* Task objective *
Lines to restate from the data below: from the one containing "to_target.y = 0.0;" to the one containing "if result.in_attack_range &&", both included. Give them again exactly, and only them.

(Exercise data begins)

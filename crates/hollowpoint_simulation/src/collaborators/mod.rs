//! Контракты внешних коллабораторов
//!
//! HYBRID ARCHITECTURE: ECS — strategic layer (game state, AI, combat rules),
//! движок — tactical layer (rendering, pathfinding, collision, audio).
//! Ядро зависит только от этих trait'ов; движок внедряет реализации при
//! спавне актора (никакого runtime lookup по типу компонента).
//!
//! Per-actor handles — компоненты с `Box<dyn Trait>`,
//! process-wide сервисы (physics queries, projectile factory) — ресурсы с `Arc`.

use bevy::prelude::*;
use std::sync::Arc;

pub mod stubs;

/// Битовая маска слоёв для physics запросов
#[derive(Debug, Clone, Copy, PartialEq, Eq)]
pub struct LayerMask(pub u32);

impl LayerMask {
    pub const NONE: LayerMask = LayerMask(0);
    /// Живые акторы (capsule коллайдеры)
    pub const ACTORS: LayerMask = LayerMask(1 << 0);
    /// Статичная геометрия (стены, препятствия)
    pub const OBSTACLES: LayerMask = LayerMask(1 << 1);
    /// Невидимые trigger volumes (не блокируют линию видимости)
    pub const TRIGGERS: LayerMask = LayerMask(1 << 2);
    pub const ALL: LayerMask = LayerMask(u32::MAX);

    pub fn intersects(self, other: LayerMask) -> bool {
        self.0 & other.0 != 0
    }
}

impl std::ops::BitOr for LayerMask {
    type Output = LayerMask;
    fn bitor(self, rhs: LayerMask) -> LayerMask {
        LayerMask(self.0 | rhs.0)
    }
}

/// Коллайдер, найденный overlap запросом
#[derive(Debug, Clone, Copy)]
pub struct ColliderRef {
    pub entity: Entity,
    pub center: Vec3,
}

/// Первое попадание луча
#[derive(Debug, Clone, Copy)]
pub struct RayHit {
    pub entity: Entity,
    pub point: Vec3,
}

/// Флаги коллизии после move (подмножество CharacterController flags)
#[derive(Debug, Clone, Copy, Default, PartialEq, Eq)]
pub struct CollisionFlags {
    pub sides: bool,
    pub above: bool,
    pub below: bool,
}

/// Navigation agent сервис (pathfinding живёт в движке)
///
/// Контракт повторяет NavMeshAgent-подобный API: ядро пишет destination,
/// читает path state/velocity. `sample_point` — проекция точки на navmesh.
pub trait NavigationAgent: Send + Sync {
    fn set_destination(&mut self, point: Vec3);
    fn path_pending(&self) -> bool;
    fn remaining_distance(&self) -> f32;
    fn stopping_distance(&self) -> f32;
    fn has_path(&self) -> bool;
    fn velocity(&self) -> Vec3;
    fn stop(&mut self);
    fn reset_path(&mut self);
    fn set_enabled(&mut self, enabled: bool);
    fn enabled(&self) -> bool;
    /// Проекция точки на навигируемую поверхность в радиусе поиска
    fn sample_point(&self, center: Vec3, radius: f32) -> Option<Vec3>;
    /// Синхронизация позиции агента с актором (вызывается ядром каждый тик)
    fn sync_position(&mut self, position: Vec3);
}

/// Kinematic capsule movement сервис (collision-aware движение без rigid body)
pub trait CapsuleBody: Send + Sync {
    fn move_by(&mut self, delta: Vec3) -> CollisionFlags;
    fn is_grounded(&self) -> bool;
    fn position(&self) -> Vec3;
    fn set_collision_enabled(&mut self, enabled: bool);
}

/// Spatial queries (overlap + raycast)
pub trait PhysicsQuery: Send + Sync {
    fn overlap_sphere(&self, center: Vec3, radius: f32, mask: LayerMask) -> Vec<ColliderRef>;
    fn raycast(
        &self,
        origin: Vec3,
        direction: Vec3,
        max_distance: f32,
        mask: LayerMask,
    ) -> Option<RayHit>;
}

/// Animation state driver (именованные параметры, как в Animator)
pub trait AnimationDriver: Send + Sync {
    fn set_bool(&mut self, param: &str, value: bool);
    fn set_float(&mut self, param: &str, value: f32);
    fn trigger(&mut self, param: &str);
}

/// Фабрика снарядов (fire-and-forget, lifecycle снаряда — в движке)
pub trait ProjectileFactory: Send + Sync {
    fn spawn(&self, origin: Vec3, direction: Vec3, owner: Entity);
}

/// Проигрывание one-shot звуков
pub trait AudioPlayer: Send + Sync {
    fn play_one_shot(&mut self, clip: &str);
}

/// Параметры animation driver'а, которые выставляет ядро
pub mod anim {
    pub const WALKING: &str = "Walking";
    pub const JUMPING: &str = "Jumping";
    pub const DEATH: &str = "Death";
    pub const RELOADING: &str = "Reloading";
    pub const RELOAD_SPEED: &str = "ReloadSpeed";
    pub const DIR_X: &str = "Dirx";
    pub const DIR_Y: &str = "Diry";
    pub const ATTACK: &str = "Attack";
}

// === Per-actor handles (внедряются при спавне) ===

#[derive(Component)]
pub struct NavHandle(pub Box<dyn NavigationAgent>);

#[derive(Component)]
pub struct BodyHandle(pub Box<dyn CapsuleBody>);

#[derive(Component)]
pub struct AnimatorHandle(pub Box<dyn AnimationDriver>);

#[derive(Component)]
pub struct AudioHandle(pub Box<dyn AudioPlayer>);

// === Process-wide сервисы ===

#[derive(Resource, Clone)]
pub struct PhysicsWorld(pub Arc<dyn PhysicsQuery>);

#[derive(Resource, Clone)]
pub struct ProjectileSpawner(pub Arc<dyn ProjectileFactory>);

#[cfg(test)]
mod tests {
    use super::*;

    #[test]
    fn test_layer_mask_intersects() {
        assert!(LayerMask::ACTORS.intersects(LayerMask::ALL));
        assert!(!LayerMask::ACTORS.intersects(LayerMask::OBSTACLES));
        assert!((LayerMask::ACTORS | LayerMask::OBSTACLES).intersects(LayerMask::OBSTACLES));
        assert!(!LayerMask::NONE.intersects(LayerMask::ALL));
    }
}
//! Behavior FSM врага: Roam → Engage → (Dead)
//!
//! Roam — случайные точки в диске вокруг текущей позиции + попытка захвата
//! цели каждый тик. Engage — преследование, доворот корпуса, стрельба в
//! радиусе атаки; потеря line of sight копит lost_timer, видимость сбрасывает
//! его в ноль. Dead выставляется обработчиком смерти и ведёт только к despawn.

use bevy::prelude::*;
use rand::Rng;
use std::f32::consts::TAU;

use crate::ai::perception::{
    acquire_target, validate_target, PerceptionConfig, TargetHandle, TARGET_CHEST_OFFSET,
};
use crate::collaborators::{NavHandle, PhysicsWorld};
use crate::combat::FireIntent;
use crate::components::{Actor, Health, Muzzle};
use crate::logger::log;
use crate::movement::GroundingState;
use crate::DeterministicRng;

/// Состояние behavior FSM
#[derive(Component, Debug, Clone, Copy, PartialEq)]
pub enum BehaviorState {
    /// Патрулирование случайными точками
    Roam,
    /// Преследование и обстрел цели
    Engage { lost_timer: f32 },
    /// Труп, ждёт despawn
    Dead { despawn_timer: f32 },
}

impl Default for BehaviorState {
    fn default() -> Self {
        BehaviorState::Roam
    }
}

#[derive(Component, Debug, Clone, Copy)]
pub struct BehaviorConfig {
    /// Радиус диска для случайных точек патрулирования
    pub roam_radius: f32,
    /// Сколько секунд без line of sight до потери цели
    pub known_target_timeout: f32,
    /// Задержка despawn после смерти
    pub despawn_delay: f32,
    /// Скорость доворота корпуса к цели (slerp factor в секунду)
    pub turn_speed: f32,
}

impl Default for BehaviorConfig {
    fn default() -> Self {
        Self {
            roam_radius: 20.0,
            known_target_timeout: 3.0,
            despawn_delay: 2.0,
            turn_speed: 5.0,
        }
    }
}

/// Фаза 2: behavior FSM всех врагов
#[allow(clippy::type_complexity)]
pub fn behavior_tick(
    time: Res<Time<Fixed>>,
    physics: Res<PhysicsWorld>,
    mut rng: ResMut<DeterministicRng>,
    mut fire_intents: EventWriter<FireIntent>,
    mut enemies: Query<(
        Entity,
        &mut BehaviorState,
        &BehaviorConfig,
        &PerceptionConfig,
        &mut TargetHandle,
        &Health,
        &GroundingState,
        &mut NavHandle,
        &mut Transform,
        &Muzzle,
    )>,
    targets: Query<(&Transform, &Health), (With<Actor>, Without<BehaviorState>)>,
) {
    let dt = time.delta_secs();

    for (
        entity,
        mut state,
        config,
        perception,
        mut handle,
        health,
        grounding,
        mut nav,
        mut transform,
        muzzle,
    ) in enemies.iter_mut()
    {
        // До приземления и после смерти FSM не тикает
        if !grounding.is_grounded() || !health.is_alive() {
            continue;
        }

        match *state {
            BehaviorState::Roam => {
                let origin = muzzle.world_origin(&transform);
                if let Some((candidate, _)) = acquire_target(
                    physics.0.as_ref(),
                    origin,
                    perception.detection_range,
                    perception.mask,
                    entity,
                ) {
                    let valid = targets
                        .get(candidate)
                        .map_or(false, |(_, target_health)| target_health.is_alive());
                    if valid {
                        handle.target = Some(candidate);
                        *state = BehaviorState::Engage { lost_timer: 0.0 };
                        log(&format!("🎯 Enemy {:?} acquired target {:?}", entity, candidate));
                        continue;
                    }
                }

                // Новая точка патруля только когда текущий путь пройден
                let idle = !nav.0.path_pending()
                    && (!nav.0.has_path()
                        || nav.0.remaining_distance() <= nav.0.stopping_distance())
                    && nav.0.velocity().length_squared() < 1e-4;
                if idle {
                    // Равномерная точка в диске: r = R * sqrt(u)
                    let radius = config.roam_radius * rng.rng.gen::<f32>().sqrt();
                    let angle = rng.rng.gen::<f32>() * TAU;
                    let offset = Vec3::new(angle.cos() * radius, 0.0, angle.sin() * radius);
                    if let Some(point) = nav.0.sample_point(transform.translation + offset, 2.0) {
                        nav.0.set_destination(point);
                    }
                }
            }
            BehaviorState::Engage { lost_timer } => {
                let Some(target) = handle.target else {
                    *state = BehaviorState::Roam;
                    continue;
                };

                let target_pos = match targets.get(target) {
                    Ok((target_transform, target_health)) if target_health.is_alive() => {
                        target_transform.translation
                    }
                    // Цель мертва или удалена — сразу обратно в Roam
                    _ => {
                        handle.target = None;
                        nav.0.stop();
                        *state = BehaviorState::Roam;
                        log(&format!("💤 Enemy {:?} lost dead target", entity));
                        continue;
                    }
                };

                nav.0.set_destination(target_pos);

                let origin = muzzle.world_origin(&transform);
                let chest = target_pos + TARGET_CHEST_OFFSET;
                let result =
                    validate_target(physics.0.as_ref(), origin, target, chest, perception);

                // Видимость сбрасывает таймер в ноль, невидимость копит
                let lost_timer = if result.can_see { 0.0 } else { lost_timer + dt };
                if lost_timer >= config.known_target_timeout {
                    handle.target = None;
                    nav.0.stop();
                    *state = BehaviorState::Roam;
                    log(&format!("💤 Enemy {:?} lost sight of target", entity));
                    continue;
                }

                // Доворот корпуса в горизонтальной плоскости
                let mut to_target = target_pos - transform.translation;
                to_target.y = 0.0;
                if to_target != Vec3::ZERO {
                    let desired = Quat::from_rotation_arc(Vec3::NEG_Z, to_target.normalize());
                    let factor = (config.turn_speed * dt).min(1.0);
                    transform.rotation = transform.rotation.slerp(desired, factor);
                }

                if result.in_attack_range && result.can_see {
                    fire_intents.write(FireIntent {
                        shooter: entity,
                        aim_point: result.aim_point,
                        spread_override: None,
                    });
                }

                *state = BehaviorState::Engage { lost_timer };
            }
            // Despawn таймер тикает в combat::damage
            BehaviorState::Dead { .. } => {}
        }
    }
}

(Exercise data ends)

* Result of the task *
                to_target.y = 0.0;
                if to_target != Vec3::ZERO {
                    let desired = Quat::from_rotation_arc(Vec3::NEG_Z, to_target.normalize());
                    let factor = (config.turn_speed * dt).min(1.0);
                    transform.rotation = transform.rotation.slerp(desired, factor);
                }

                if result.in_attack_range && result.can_see {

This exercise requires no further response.